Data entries

== Segment start ==

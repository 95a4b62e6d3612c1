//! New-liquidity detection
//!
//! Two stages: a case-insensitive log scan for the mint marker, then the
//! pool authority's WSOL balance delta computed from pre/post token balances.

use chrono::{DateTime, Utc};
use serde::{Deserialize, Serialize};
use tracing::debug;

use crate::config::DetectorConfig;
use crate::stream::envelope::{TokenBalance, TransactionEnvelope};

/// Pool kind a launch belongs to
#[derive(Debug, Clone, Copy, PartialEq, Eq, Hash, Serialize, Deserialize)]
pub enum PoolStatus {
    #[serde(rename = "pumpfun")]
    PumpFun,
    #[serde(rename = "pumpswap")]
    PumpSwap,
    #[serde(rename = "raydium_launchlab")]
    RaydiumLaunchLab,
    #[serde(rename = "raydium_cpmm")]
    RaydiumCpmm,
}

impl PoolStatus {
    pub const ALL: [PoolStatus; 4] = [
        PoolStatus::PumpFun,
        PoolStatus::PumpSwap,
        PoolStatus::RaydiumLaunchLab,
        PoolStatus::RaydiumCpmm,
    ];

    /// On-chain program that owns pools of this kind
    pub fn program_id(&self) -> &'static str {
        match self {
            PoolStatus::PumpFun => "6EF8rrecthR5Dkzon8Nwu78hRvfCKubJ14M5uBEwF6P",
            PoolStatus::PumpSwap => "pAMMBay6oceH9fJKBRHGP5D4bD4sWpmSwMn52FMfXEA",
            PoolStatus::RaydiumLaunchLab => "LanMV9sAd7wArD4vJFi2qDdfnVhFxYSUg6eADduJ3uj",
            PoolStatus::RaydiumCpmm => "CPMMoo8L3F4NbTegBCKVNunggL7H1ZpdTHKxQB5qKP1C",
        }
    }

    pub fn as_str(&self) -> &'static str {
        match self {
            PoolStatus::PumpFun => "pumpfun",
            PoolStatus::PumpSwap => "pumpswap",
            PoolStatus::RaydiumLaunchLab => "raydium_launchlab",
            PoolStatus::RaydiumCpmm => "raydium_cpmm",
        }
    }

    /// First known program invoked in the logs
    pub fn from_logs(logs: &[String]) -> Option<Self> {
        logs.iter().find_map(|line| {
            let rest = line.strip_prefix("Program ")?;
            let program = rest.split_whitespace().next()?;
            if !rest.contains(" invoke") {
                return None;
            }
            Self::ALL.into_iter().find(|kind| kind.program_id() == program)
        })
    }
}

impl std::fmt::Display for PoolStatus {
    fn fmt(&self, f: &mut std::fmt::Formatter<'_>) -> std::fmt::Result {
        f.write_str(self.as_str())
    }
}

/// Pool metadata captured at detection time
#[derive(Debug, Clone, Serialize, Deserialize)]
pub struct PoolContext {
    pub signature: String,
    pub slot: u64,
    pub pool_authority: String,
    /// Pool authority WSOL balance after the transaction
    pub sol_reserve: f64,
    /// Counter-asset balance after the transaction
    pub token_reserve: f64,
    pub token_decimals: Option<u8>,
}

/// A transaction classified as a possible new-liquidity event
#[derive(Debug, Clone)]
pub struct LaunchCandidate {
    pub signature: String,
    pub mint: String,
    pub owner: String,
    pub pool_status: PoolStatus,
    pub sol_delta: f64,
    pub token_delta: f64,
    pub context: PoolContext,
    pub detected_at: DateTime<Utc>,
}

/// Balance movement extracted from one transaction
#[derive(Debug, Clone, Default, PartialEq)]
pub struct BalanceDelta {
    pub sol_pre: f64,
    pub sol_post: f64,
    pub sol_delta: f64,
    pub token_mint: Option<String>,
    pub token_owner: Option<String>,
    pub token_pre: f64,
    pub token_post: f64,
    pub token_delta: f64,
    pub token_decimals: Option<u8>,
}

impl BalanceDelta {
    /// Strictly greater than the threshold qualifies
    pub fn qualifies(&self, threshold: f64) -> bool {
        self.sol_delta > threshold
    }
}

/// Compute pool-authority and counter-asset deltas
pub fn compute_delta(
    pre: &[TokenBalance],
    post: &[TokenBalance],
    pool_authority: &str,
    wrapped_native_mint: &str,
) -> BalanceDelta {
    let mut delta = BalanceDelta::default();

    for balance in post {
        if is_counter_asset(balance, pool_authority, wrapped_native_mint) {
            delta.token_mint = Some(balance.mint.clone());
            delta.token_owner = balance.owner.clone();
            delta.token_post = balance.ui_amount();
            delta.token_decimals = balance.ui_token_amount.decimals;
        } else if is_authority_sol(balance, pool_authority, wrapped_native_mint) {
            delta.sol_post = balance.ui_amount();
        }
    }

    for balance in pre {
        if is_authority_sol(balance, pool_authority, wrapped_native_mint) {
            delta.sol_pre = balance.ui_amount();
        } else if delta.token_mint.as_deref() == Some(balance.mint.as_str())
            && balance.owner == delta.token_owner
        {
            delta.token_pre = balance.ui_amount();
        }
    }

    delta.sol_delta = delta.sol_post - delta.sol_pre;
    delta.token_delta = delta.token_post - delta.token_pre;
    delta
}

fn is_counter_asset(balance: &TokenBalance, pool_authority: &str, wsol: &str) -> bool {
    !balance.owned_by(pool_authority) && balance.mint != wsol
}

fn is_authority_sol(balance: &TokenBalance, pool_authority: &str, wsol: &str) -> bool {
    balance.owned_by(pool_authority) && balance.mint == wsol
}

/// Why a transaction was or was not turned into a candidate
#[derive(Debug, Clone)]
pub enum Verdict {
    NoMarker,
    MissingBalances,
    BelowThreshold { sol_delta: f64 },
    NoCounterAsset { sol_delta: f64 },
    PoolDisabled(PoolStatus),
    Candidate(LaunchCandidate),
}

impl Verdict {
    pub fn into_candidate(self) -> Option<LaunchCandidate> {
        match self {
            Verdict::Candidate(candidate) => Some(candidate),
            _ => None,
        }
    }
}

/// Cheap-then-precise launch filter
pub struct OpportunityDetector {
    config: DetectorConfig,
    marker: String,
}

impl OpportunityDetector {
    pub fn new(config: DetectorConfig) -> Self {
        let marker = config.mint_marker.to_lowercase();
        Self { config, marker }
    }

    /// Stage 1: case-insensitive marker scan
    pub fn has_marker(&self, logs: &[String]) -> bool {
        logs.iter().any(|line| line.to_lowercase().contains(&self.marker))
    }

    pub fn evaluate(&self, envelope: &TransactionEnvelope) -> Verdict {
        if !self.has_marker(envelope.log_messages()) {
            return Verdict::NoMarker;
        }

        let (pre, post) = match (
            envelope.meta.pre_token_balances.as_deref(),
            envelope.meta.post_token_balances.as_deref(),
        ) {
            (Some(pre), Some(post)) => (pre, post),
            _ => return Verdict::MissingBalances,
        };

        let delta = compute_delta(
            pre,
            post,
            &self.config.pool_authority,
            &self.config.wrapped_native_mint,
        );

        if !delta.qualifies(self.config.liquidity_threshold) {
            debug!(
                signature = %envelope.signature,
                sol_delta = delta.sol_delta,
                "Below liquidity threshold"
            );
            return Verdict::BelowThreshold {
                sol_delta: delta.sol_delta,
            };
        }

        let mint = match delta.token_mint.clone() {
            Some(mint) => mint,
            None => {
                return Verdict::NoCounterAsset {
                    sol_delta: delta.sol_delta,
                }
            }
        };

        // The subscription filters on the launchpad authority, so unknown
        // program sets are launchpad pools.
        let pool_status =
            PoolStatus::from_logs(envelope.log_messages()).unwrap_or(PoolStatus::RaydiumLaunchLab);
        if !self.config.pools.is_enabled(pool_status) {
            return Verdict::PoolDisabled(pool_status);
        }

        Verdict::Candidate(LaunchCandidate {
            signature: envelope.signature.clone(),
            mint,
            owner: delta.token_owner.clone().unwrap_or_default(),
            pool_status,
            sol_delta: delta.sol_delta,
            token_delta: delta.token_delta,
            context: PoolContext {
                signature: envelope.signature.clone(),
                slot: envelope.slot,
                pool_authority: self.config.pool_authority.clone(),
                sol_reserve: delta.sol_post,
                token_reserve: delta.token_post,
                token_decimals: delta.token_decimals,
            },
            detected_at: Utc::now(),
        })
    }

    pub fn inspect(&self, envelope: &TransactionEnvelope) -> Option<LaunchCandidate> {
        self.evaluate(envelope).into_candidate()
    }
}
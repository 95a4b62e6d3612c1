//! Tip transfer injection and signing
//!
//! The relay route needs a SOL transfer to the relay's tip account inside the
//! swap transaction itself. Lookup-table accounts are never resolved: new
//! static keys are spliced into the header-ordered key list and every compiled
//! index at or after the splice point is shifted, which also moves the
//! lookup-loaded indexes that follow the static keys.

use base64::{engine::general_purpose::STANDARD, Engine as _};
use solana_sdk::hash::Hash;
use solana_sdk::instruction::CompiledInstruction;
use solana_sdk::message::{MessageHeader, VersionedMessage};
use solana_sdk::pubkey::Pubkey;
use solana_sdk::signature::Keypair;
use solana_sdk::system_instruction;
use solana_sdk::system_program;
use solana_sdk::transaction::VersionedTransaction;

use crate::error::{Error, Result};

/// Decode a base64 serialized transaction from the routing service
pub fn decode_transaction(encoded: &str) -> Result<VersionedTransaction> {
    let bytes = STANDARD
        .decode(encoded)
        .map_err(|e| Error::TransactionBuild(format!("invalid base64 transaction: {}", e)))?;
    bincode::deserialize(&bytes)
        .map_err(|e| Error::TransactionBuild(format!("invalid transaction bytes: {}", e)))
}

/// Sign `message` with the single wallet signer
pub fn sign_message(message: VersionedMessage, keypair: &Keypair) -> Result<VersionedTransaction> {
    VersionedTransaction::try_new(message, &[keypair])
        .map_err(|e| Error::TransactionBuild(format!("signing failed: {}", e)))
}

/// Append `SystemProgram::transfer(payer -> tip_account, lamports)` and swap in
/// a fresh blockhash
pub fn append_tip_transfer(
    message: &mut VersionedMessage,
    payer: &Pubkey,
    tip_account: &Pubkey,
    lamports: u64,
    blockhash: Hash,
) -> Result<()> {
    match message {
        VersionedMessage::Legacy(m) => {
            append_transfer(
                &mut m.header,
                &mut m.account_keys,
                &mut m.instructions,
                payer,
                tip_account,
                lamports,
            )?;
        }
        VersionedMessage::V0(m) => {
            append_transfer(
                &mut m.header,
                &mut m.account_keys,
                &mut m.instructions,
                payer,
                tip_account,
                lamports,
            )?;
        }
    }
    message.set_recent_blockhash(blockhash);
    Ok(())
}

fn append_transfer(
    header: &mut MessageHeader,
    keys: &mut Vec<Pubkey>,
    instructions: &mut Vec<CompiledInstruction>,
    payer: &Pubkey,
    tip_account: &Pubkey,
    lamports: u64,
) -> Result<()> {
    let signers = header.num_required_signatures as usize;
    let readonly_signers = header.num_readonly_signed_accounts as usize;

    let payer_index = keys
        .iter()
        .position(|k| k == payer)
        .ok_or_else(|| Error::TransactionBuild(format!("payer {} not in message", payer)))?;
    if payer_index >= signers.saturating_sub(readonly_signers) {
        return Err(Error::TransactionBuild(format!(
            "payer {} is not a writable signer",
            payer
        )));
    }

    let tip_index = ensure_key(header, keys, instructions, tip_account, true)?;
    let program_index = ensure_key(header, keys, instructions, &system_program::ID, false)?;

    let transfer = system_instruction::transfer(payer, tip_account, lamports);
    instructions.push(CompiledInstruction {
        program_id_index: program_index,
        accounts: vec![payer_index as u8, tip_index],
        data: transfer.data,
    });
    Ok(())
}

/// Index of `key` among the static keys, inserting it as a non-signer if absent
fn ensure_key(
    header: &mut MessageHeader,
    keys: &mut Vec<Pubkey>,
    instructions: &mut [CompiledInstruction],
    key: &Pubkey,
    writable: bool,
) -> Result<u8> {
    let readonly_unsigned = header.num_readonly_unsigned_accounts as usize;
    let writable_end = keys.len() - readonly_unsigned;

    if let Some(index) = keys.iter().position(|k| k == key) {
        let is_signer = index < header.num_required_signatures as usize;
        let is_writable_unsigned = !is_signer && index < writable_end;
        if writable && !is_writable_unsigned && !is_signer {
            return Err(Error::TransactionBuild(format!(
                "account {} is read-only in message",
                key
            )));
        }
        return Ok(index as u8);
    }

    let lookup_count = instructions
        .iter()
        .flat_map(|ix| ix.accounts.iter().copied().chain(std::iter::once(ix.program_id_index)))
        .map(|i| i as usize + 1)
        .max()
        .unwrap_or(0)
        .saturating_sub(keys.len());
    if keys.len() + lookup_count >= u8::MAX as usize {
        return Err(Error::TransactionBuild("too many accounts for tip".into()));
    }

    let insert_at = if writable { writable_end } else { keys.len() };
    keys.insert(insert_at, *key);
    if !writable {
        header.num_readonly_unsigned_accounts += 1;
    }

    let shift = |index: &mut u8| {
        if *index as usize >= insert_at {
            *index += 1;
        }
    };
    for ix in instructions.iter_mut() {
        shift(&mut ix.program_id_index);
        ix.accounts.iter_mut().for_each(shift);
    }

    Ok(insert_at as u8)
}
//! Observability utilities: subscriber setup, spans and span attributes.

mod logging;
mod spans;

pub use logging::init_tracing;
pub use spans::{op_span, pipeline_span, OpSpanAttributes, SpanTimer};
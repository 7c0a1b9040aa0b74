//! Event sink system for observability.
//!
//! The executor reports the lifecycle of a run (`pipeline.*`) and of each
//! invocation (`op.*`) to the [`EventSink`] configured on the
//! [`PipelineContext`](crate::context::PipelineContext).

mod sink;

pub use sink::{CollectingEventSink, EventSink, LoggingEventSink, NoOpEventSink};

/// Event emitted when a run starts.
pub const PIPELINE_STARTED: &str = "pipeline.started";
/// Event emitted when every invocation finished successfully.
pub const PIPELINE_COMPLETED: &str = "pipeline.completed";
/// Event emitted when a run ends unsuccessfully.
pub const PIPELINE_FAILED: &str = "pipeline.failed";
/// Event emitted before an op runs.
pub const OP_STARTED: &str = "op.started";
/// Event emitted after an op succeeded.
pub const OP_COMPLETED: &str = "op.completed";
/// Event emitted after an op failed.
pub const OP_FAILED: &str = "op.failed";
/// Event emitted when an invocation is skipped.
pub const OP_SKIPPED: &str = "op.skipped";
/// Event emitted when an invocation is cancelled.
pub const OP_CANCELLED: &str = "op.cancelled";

== Segment end ==

Problem: Work through the records above. Copy every line with the string "PoolContext".

Solution below:
pub struct PoolContext {
    pub context: PoolContext,
            context: PoolContext {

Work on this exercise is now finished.